Print, unchanged, the line containing "the cluster state." along with all lines that follow it to the end of the listing.

→ Information supplied:
----

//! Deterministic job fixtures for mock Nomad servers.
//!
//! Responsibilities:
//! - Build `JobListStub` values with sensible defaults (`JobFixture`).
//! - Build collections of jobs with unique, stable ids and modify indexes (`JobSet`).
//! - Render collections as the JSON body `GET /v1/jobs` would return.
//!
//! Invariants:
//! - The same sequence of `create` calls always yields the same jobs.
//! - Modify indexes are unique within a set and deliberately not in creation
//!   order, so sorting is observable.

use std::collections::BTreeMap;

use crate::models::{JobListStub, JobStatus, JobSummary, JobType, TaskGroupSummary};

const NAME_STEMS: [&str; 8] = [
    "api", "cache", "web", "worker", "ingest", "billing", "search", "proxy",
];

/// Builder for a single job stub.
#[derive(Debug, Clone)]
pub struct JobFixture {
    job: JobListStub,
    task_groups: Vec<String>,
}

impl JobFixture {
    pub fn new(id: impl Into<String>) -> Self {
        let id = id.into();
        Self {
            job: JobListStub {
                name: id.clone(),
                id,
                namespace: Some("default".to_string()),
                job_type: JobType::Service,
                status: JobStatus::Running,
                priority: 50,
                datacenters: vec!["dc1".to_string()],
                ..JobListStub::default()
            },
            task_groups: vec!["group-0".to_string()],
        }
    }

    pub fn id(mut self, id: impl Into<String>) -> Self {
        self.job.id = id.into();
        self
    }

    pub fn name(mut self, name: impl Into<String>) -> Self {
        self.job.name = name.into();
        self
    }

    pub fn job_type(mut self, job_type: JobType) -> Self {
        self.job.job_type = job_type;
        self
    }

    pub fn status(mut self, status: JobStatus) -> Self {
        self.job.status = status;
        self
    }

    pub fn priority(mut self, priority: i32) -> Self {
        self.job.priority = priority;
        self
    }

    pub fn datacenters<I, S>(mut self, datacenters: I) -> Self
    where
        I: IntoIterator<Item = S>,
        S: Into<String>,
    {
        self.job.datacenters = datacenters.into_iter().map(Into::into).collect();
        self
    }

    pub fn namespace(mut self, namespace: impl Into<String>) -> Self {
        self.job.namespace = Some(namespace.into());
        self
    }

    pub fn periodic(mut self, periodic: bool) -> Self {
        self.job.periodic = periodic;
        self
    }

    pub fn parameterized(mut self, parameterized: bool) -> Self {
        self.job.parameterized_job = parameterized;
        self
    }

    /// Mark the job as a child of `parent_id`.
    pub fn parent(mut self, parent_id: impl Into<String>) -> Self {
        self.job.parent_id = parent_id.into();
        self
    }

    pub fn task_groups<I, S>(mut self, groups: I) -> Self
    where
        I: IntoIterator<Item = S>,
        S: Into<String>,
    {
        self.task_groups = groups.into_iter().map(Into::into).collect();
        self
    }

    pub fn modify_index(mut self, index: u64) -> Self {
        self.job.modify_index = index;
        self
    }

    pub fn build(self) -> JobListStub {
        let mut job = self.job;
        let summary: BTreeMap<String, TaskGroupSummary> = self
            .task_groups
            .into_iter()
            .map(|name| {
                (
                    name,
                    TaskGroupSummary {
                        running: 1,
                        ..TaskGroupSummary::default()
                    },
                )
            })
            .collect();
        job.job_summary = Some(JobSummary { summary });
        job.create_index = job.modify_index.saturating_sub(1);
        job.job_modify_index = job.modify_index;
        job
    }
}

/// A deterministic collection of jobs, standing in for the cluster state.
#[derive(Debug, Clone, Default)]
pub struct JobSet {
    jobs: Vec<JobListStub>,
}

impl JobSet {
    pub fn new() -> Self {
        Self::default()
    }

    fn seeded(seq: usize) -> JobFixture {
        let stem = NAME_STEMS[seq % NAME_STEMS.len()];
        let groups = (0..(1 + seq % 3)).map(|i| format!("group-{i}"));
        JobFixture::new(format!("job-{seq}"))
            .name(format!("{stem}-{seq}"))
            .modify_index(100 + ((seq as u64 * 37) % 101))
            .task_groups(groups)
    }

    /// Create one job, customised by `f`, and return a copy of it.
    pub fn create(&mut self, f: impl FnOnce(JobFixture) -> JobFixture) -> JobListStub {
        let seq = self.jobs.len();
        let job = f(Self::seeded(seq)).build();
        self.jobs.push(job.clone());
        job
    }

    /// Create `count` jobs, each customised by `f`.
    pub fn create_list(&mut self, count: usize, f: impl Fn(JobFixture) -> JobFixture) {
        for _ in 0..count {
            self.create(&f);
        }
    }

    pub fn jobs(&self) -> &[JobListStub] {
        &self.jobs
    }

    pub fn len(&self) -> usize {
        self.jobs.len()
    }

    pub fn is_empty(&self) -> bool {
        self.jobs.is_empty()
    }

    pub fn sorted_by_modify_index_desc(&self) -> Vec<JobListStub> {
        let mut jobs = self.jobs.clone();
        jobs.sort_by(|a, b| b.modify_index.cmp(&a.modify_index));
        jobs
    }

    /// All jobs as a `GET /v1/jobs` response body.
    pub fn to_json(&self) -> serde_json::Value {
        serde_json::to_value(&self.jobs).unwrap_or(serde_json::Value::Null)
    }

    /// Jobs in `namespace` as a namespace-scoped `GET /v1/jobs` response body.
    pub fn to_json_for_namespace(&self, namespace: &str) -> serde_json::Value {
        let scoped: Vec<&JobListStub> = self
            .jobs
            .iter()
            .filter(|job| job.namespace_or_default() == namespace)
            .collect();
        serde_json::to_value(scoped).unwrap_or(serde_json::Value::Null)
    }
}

----

→ Task solution:
/// A deterministic collection of jobs, standing in for the cluster state.
#[derive(Debug, Clone, Default)]
pub struct JobSet {
    jobs: Vec<JobListStub>,
}

impl JobSet {
    pub fn new() -> Self {
        Self::default()
    }

    fn seeded(seq: usize) -> JobFixture {
        let stem = NAME_STEMS[seq % NAME_STEMS.len()];
        let groups = (0..(1 + seq % 3)).map(|i| format!("group-{i}"));
        JobFixture::new(format!("job-{seq}"))
            .name(format!("{stem}-{seq}"))
            .modify_index(100 + ((seq as u64 * 37) % 101))
            .task_groups(groups)
    }

    /// Create one job, customised by `f`, and return a copy of it.
    pub fn create(&mut self, f: impl FnOnce(JobFixture) -> JobFixture) -> JobListStub {
        let seq = self.jobs.len();
        let job = f(Self::seeded(seq)).build();
        self.jobs.push(job.clone());
        job
    }

    /// Create `count` jobs, each customised by `f`.
    pub fn create_list(&mut self, count: usize, f: impl Fn(JobFixture) -> JobFixture) {
        for _ in 0..count {
            self.create(&f);
        }
    }

    pub fn jobs(&self) -> &[JobListStub] {
        &self.jobs
    }

    pub fn len(&self) -> usize {
        self.jobs.len()
    }

    pub fn is_empty(&self) -> bool {
        self.jobs.is_empty()
    }

    pub fn sorted_by_modify_index_desc(&self) -> Vec<JobListStub> {
        let mut jobs = self.jobs.clone();
        jobs.sort_by(|a, b| b.modify_index.cmp(&a.modify_index));
        jobs
    }

    /// All jobs as a `GET /v1/jobs` response body.
    pub fn to_json(&self) -> serde_json::Value {
        serde_json::to_value(&self.jobs).unwrap_or(serde_json::Value::Null)
    }

    /// Jobs in `namespace` as a namespace-scoped `GET /v1/jobs` response body.
    pub fn to_json_for_namespace(&self, namespace: &str) -> serde_json::Value {
        let scoped: Vec<&JobListStub> = self
            .jobs
            .iter()
            .filter(|job| job.namespace_or_default() == namespace)
            .collect();
        serde_json::to_value(scoped).unwrap_or(serde_json::Value::Null)
    }
}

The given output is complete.